Task statement:
Each of the following records is to be output exactly.

Exercise data:
┏━━

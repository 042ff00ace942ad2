//! `preview` command: local look at a spreadsheet's columns

use anyhow::Result;
use clap::Args;
use colored::*;
use std::path::PathBuf;

use crate::import::fields::field_display;
use crate::import::preview::read_preview;

#[derive(Args, Debug)]
pub struct PreviewArgs {
    /// Spreadsheet to inspect
    #[arg(value_name = "FILE")]
    pub file: PathBuf,
}

pub fn handle_preview_command(args: PreviewArgs) -> Result<()> {
    let preview = read_preview(&args.file)?;

    println!(
        "{} ({} data rows)",
        args.file.display().to_string().cyan(),
        preview.data_rows
    );

    if preview.headers.is_empty() {
        println!("  {}", "No header row found".yellow());
        return Ok(());
    }

    for column in preview.columns() {
        match column.guess {
            Some(field) => println!(
                "  {} {} {}",
                "✓".green(),
                column.header,
                format!("→ {}", field_display(field)).dimmed()
            ),
            None => println!("  {} {}", "?".yellow(), column.header),
        }
    }

    println!();
    println!(
        "{}",
        "Guesses are local; the server decides the final matches on import.".dimmed()
    );
    Ok(())
}
//! `import` command

pub mod handler;
pub mod render;

use anyhow::{Result, bail};
use clap::Args;
use std::collections::HashMap;
use std::path::PathBuf;

pub use handler::handle_import_command;

#[derive(Args, Debug)]
pub struct ImportArgs {
    /// Spreadsheet to import
    #[arg(value_name = "FILE")]
    pub file: PathBuf,

    /// Map an unmatched column to a field: "Column=field". Leave the field
    /// empty ("Column=") to skip the column. Repeatable.
    #[arg(short, long = "map", value_name = "COLUMN=FIELD")]
    pub map: Vec<String>,

    /// Skip the final confirmation prompt
    #[arg(short, long)]
    pub yes: bool,

    /// Never prompt; unmatched columns without --map are skipped
    #[arg(long)]
    pub non_interactive: bool,

    /// Analyze the file and show the mapping without importing
    #[arg(long)]
    pub dry_run: bool,

    /// Write row errors to a CSV file
    #[arg(long, value_name = "PATH")]
    pub report: Option<PathBuf>,
}

/// Parse `--map` values into column -> target (`None` = skip)
pub fn parse_map_args(values: &[String]) -> Result<HashMap<String, Option<String>>> {
    let mut mappings = HashMap::new();

    for value in values {
        let Some((column, target)) = value.rsplit_once('=') else {
            bail!("Invalid --map value '{}': expected COLUMN=FIELD", value);
        };

        let column = column.trim();
        if column.is_empty() {
            bail!("Invalid --map value '{}': column name is empty", value);
        }

        let target = target.trim();
        let target = if target.is_empty() {
            None
        } else {
            Some(target.to_string())
        };

        if mappings.insert(column.to_string(), target).is_some() {
            bail!("Column '{}' is mapped more than once", column);
        }
    }

    Ok(mappings)
}

#[cfg(test)]
mod tests {
    use super::*;

    #[test]
    fn test_parse_map_args() {
        let values = vec![
            "Note interne=tipologia".to_string(),
            " Zona = regione ".to_string(),
            "Codice=".to_string(),
            "A=B=cap".to_string(),
        ];
        let mappings = parse_map_args(&values).unwrap();

        assert_eq!(mappings["Note interne"].as_deref(), Some("tipologia"));
        assert_eq!(mappings["Zona"].as_deref(), Some("regione"));
        assert_eq!(mappings["Codice"], None);
        // Column names may contain '=', the field never does
        assert_eq!(mappings["A=B"].as_deref(), Some("cap"));
    }

    #[test]
    fn test_parse_map_args_errors() {
        assert!(parse_map_args(&["tipologia".to_string()]).is_err());
        assert!(parse_map_args(&["=tipologia".to_string()]).is_err());
        assert!(
            parse_map_args(&["Zona=regione".to_string(), "Zona=provincia".to_string()]).is_err()
        );
    }
}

┗━━

Exercise response:
repository 042ff00ace942ad2
//! `preview` command: local look at a spreadsheet's columns

use anyhow::Result;
use clap::Args;
use colored::*;
use std::path::PathBuf;

use crate::import::fields::field_display;
use crate::import::preview::read_preview;

#[derive(Args, Debug)]
pub struct PreviewArgs {
    /// Spreadsheet to inspect
    #[arg(value_name = "FILE")]
    pub file: PathBuf,
}

pub fn handle_preview_command(args: PreviewArgs) -> Result<()> {
    let preview = read_preview(&args.file)?;

    println!(
        "{} ({} data rows)",
        args.file.display().to_string().cyan(),
        preview.data_rows
    );

    if preview.headers.is_empty() {
        println!("  {}", "No header row found".yellow());
        return Ok(());
    }

    for column in preview.columns() {
        match column.guess {
            Some(field) => println!(
                "  {} {} {}",
                "✓".green(),
                column.header,
                format!("→ {}", field_display(field)).dimmed()
            ),
            None => println!("  {} {}", "?".yellow(), column.header),
        }
    }

    println!();
    println!(
        "{}",
        "Guesses are local; the server decides the final matches on import.".dimmed()
    );
    Ok(())
}
//! `import` command

pub mod handler;
pub mod render;

use anyhow::{Result, bail};
use clap::Args;
use std::collections::HashMap;
use std::path::PathBuf;

pub use handler::handle_import_command;

#[derive(Args, Debug)]
pub struct ImportArgs {
    /// Spreadsheet to import
    #[arg(value_name = "FILE")]
    pub file: PathBuf,

    /// Map an unmatched column to a field: "Column=field". Leave the field
    /// empty ("Column=") to skip the column. Repeatable.
    #[arg(short, long = "map", value_name = "COLUMN=FIELD")]
    pub map: Vec<String>,

    /// Skip the final confirmation prompt
    #[arg(short, long)]
    pub yes: bool,

    /// Never prompt; unmatched columns without --map are skipped
    #[arg(long)]
    pub non_interactive: bool,

    /// Analyze the file and show the mapping without importing
    #[arg(long)]
    pub dry_run: bool,

    /// Write row errors to a CSV file
    #[arg(long, value_name = "PATH")]
    pub report: Option<PathBuf>,
}

/// Parse `--map` values into column -> target (`None` = skip)
pub fn parse_map_args(values: &[String]) -> Result<HashMap<String, Option<String>>> {
    let mut mappings = HashMap::new();

    for value in values {
        let Some((column, target)) = value.rsplit_once('=') else {
            bail!("Invalid --map value '{}': expected COLUMN=FIELD", value);
        };

        let column = column.trim();
        if column.is_empty() {
            bail!("Invalid --map value '{}': column name is empty", value);
        }

        let target = target.trim();
        let target = if target.is_empty() {
            None
        } else {
            Some(target.to_string())
        };

        if mappings.insert(column.to_string(), target).is_some() {
            bail!("Column '{}' is mapped more than once", column);
        }
    }

    Ok(mappings)
}

#[cfg(test)]
mod tests {
    use super::*;

    #[test]
    fn test_parse_map_args() {
        let values = vec![
            "Note interne=tipologia".to_string(),
            " Zona = regione ".to_string(),
            "Codice=".to_string(),
            "A=B=cap".to_string(),
        ];
        let mappings = parse_map_args(&values).unwrap();

        assert_eq!(mappings["Note interne"].as_deref(), Some("tipologia"));
        assert_eq!(mappings["Zona"].as_deref(), Some("regione"));
        assert_eq!(mappings["Codice"], None);
        // Column names may contain '=', the field never does
        assert_eq!(mappings["A=B"].as_deref(), Some("cap"));
    }

    #[test]
    fn test_parse_map_args_errors() {
        assert!(parse_map_args(&["tipologia".to_string()]).is_err());
        assert!(parse_map_args(&["=tipologia".to_string()]).is_err());
        assert!(
            parse_map_args(&["Zona=regione".to_string(), "Zona=provincia".to_string()]).is_err()
        );
    }
}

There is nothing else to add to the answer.